● **Exercise directions**
The task calls for each line of the records below in which the word "match" appears.

● **Data to examine**

//! Subscription listing for the super-admin dashboard

use axum::{
    extract::{Query, State},
    Json,
};
use dineflow_shared::{PlanType, SubscriptionStatus};
use serde::Serialize;
use sqlx::FromRow;
use time::OffsetDateTime;
use uuid::Uuid;

use super::shared::{db_failure, ListFilter, UNKNOWN};
use crate::{error::ApiResult, state::AppState};

const RECENT_SUBSCRIPTIONS_LIMIT: i64 = 50;

#[derive(Debug, Serialize, FromRow)]
pub struct AdminSubscriptionRow {
    pub id: Uuid,
    pub user_id: Uuid,
    pub user_email: String,
    pub restaurant_name: String,
    pub plan_type: PlanType,
    pub status: SubscriptionStatus,
    #[serde(with = "time::serde::rfc3339")]
    pub current_period_start: OffsetDateTime,
    #[serde(with = "time::serde::rfc3339")]
    pub current_period_end: OffsetDateTime,
    pub stripe_subscription_id: Option<String>,
    pub stripe_customer_id: Option<String>,
    #[serde(with = "time::serde::rfc3339")]
    pub created_at: OffsetDateTime,
}

#[derive(Debug, Serialize)]
pub struct AdminSubscriptionListResponse {
    pub subscriptions: Vec<AdminSubscriptionRow>,
    pub total: usize,
}

/// GET /admin/subscriptions?search=&status=
pub async fn list_subscriptions(
    State(state): State<AppState>,
    Query(filter): Query<ListFilter>,
) -> ApiResult<Json<AdminSubscriptionListResponse>> {
    let req_id = Uuid::new_v4();

    // An owner with several restaurants is listed once, under the oldest.
    let subscriptions: Vec<AdminSubscriptionRow> = sqlx::query_as(
        r#"
        SELECT
            s.id,
            s.user_id,
            COALESCE(u.email, $4) as user_email,
            COALESCE(
                (SELECT r.name FROM restaurants r
                 WHERE r.owner_id = s.user_id
                 ORDER BY r.created_at ASC
                 LIMIT 1),
                $4
            ) as restaurant_name,
            s.plan_type,
            s.status,
            s.current_period_start,
            s.current_period_end,
            s.stripe_subscription_id,
            s.stripe_customer_id,
            s.created_at
        FROM subscriptions s
        LEFT JOIN auth.users u ON u.id = s.user_id
        WHERE 1=1
            AND ($1::text IS NULL
                OR u.email ILIKE $1
                OR s.stripe_subscription_id ILIKE $1
                OR EXISTS (
                    SELECT 1 FROM restaurants r
                    WHERE r.owner_id = s.user_id AND r.name ILIKE $1
                ))
            AND ($2::text IS NULL OR s.status = $2)
        ORDER BY s.created_at DESC
        LIMIT $3
        "#,
    )
    .bind(filter.search_pattern())
    .bind(filter.status())
    .bind(RECENT_SUBSCRIPTIONS_LIMIT)
    .bind(UNKNOWN)
    .fetch_all(&state.pool)
    .await
    .map_err(db_failure(req_id, "list_subscriptions"))?;

    tracing::debug!(%req_id, count = subscriptions.len(), "list_subscriptions");

    Ok(Json(AdminSubscriptionListResponse {
        total: subscriptions.len(),
        subscriptions,
    }))
}
//! Payment processor queries
//!
//! The invoice path treats the processor's subscription object as the source
//! of truth for billing period boundaries.

use async_trait::async_trait;
use stripe::{StripeError, SubscriptionId};
use time::OffsetDateTime;

use crate::client::StripeClient;
use crate::error::{BillingError, BillingResult};

/// Authoritative billing period of a recurring subscription
#[derive(Debug, Clone, Copy, PartialEq, Eq)]
pub struct BillingPeriod {
    pub start: OffsetDateTime,
    pub end: OffsetDateTime,
}

impl BillingPeriod {
    /// Build a period from unix-second timestamps
    pub fn from_unix(start: i64, end: i64) -> BillingResult<Self> {
        let convert = |ts: i64| {
            OffsetDateTime::from_unix_timestamp(ts)
                .map_err(|e| BillingError::StripeApi(format!("Invalid period timestamp {}: {}", ts, e)))
        };
        Ok(Self {
            start: convert(start)?,
            end: convert(end)?,
        })
    }
}

#[async_trait]
pub trait PaymentProcessor: Send + Sync {
    async fn fetch_subscription_period(&self, subscription_ref: &str) -> BillingResult<BillingPeriod>;
}

/// [`PaymentProcessor`] backed by the Stripe API
#[derive(Clone)]
pub struct StripeProcessor {
    stripe: StripeClient,
}

impl StripeProcessor {
    pub fn new(stripe: StripeClient) -> Self {
        Self { stripe }
    }
}

#[async_trait]
impl PaymentProcessor for StripeProcessor {
    async fn fetch_subscription_period(&self, subscription_ref: &str) -> BillingResult<BillingPeriod> {
        let sub_id = subscription_ref
            .parse::<SubscriptionId>()
            .map_err(|e| BillingError::StripeApi(format!("Invalid subscription ID: {}", e)))?;

        let subscription = stripe::Subscription::retrieve(self.stripe.inner(), &sub_id, &[])
            .await
            .map_err(|e| match e {
                StripeError::Stripe(ref req) if req.http_status == 404 => {
                    BillingError::SubscriptionNotFound(subscription_ref.to_string())
                }
                other => BillingError::from(other),
            })?;

        tracing::debug!(
            subscription_id = %subscription.id,
            period_start = subscription.current_period_start,
            period_end = subscription.current_period_end,
            "Fetched subscription period from Stripe"
        );

        BillingPeriod::from_unix(subscription.current_period_start, subscription.current_period_end)
    }
}

#[cfg(test)]
mod tests {
    use super::*;
    use time::macros::datetime;

    #[test]
    fn test_period_from_unix_seconds() {
        let period = BillingPeriod::from_unix(1_735_689_600, 1_738_368_000).unwrap();
        assert_eq!(period.start, datetime!(2025-01-01 0:00 UTC));
        assert_eq!(period.end, datetime!(2025-02-01 0:00 UTC));
    }

    #[test]
    fn test_period_rejects_out_of_range_timestamp() {
        assert!(BillingPeriod::from_unix(0, i64::MAX).is_err());
    }
}
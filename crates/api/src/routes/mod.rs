//! API routes

pub mod admin;
pub mod billing;
pub mod health;
pub mod webhook;

use axum::{
    extract::DefaultBodyLimit,
    http::{
        header::{AUTHORIZATION, CONTENT_TYPE},
        HeaderValue, Method,
    },
    middleware,
    routing::{get, post},
    Router,
};
use tower_http::{
    cors::{AllowOrigin, CorsLayer},
    trace::TraceLayer,
};

use crate::{
    auth::{require_auth, require_super_admin},
    state::AppState,
};

/// CORS for the dashboard routes, restricted to the configured origins
fn dashboard_cors(allowed_origins: &[String]) -> CorsLayer {
    let origins: Vec<HeaderValue> = allowed_origins
        .iter()
        .filter_map(|origin| match HeaderValue::from_str(origin) {
            Ok(value) => Some(value),
            Err(_) => {
                tracing::warn!(origin = %origin, "Ignoring invalid CORS origin");
                None
            }
        })
        .collect();

    CorsLayer::new()
        .allow_origin(AllowOrigin::list(origins))
        .allow_methods([Method::GET, Method::POST, Method::OPTIONS])
        .allow_headers([AUTHORIZATION, CONTENT_TYPE])
}

/// Create all API routes
pub fn create_router(state: AppState) -> Router {
    let auth_state = state.auth_state();

    // Health check routes (at root level for infrastructure monitoring)
    let health_routes = Router::new()
        .route("/health", get(health::health))
        .route("/health/live", get(health::liveness))
        .route("/health/ready", get(health::readiness));

    // Stripe webhook (public, uses signature verification, sets its own CORS headers)
    let webhook_routes = Router::new().route(
        "/billing/webhook",
        post(webhook::webhook).options(webhook::webhook_preflight),
    );

    // Public dashboard routes
    let public_routes = Router::new().route("/admin/login", post(admin::login));

    // Restaurant owner routes (Supabase JWT required)
    let billing_routes = Router::new()
        .route("/billing/subscription", get(billing::get_subscription))
        .route("/billing/cancel", post(billing::cancel_subscription))
        .layer(middleware::from_fn_with_state(auth_state.clone(), require_auth));

    // Super-admin routes (admin session required)
    let admin_routes = Router::new()
        .route("/admin/logout", post(admin::logout))
        .route("/admin/stats", get(admin::platform_stats))
        .route("/admin/restaurants", get(admin::list_restaurants))
        .route("/admin/subscriptions", get(admin::list_subscriptions))
        .route("/admin/support/tickets", get(admin::list_tickets))
        .layer(middleware::from_fn_with_state(auth_state, require_super_admin));

    let dashboard_routes = Router::new()
        .merge(public_routes)
        .merge(billing_routes)
        .merge(admin_routes)
        .layer(dashboard_cors(&state.config.allowed_origins));

    // Combine API routes under /api/v1 prefix
    let api_v1_routes = Router::new()
        .merge(dashboard_routes)
        .merge(webhook_routes);

    Router::new()
        .merge(health_routes)
        .nest("/api/v1", api_v1_routes)
        .layer(DefaultBodyLimit::max(1024 * 1024))
        .layer(TraceLayer::new_for_http())
        .with_state(state)
}
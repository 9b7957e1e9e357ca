//! Platform-wide statistics for the super-admin overview

use axum::{extract::State, Json};
use dineflow_billing::price_cents;
use dineflow_shared::{PlanType, SubscriptionStatus};
use serde::Serialize;
use uuid::Uuid;

use super::shared::db_failure;
use crate::{error::ApiResult, state::AppState};

#[derive(Debug, Clone, PartialEq, Serialize)]
pub struct PlatformStats {
    pub total_restaurants: i64,
    pub total_customers: i64,
    pub total_subscriptions: i64,
    pub active_subscriptions: i64,
    pub trial_subscriptions: i64,
    pub paid_subscriptions: i64,
    /// Cancelled share of all subscriptions, in percent
    pub churn_rate: f64,
    /// One period's price summed over every subscription
    pub estimated_revenue_cents: i64,
}

/// Aggregate `(plan, stored status)` pairs into platform statistics
pub fn compute_platform_stats(
    subscriptions: &[(PlanType, SubscriptionStatus)],
    total_restaurants: i64,
    total_customers: i64,
) -> PlatformStats {
    let total = subscriptions.len() as i64;
    let with_status = |wanted: SubscriptionStatus| {
        subscriptions.iter().filter(|(_, status)| *status == wanted).count() as i64
    };

    let active = with_status(SubscriptionStatus::Active);
    let cancelled = with_status(SubscriptionStatus::Cancelled);
    let paid = subscriptions.iter().filter(|(plan, _)| plan.is_paid()).count() as i64;

    let churn_rate = if total > 0 {
        cancelled as f64 / total as f64 * 100.0
    } else {
        0.0
    };

    PlatformStats {
        total_restaurants,
        total_customers,
        total_subscriptions: total,
        active_subscriptions: active,
        trial_subscriptions: total - paid,
        paid_subscriptions: paid,
        churn_rate,
        estimated_revenue_cents: subscriptions.iter().map(|(plan, _)| price_cents(*plan)).sum(),
    }
}

/// GET /admin/stats
pub async fn platform_stats(State(state): State<AppState>) -> ApiResult<Json<PlatformStats>> {
    let req_id = Uuid::new_v4();

    let (restaurants, customers, subscriptions) = tokio::try_join!(
        sqlx::query_scalar::<_, i64>("SELECT COUNT(*) FROM restaurants").fetch_one(&state.pool),
        sqlx::query_scalar::<_, i64>("SELECT COUNT(*) FROM customers").fetch_one(&state.pool),
        sqlx::query_as::<_, (PlanType, SubscriptionStatus)>(
            "SELECT plan_type, status FROM subscriptions"
        )
        .fetch_all(&state.pool),
    )
    .map_err(db_failure(req_id, "platform_stats"))?;

    let stats = compute_platform_stats(&subscriptions, restaurants, customers);
    tracing::debug!(%req_id, total_subscriptions = stats.total_subscriptions, "platform_stats");

    Ok(Json(stats))
}
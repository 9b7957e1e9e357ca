//! Billing routes for the restaurant owner's billing page

use axum::{
    extract::{Extension, State},
    Json,
};
use dineflow_billing::{SubscriptionAccess, SubscriptionFilter, SubscriptionUpdate};
use dineflow_shared::SubscriptionStatus;
use time::OffsetDateTime;

use crate::{auth::AuthUser, error::ApiError, state::AppState};

/// Get the caller's subscription as the billing page shows it
pub async fn get_subscription(
    State(state): State<AppState>,
    Extension(auth_user): Extension<AuthUser>,
) -> Result<Json<SubscriptionAccess>, ApiError> {
    let billing = state.billing.as_ref().ok_or(ApiError::ServiceUnavailable)?;

    let access = billing
        .access
        .check_access(auth_user.account_id, OffsetDateTime::now_utc())
        .await?;

    tracing::debug!(
        account_id = %auth_user.account_id,
        status = ?access.status,
        days_remaining = access.days_remaining,
        "get_subscription: projected access"
    );

    Ok(Json(access))
}

/// Cancel the caller's recurring subscription.
///
/// Only the local record changes; the Stripe subscription is left as is.
pub async fn cancel_subscription(
    State(state): State<AppState>,
    Extension(auth_user): Extension<AuthUser>,
) -> Result<Json<SubscriptionAccess>, ApiError> {
    let billing = state.billing.as_ref().ok_or(ApiError::ServiceUnavailable)?;
    let filter = SubscriptionFilter::AccountId(auth_user.account_id);

    let record = billing
        .store
        .find(filter.clone())
        .await?
        .ok_or(ApiError::NotFound)?;

    if !record.is_recurring() {
        return Err(ApiError::BadRequest(
            "Only recurring subscriptions can be cancelled".to_string(),
        ));
    }

    let rows = billing
        .store
        .update_where(filter, SubscriptionUpdate::status(SubscriptionStatus::Cancelled))
        .await?;

    tracing::info!(
        account_id = %auth_user.account_id,
        subscription_id = ?record.stripe_subscription_id,
        rows,
        "Subscription cancelled by owner"
    );

    let access = billing
        .access
        .check_access(auth_user.account_id, OffsetDateTime::now_utc())
        .await?;
    Ok(Json(access))
}
#![cfg_attr(test, allow(clippy::unwrap_used))]
#![cfg_attr(test, allow(clippy::expect_used))]

//! Dineflow Shared Types and Utilities
//!
//! This crate contains the subscription domain types, errors, and database
//! helpers shared by the billing crate and the API server.

pub mod db;
pub mod error;
pub mod types;

pub use db::*;
pub use error::*;
pub use types::*;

● **Answer box**
            .map_err(|e| match e {
        .filter_map(|origin| match HeaderValue::from_str(origin) {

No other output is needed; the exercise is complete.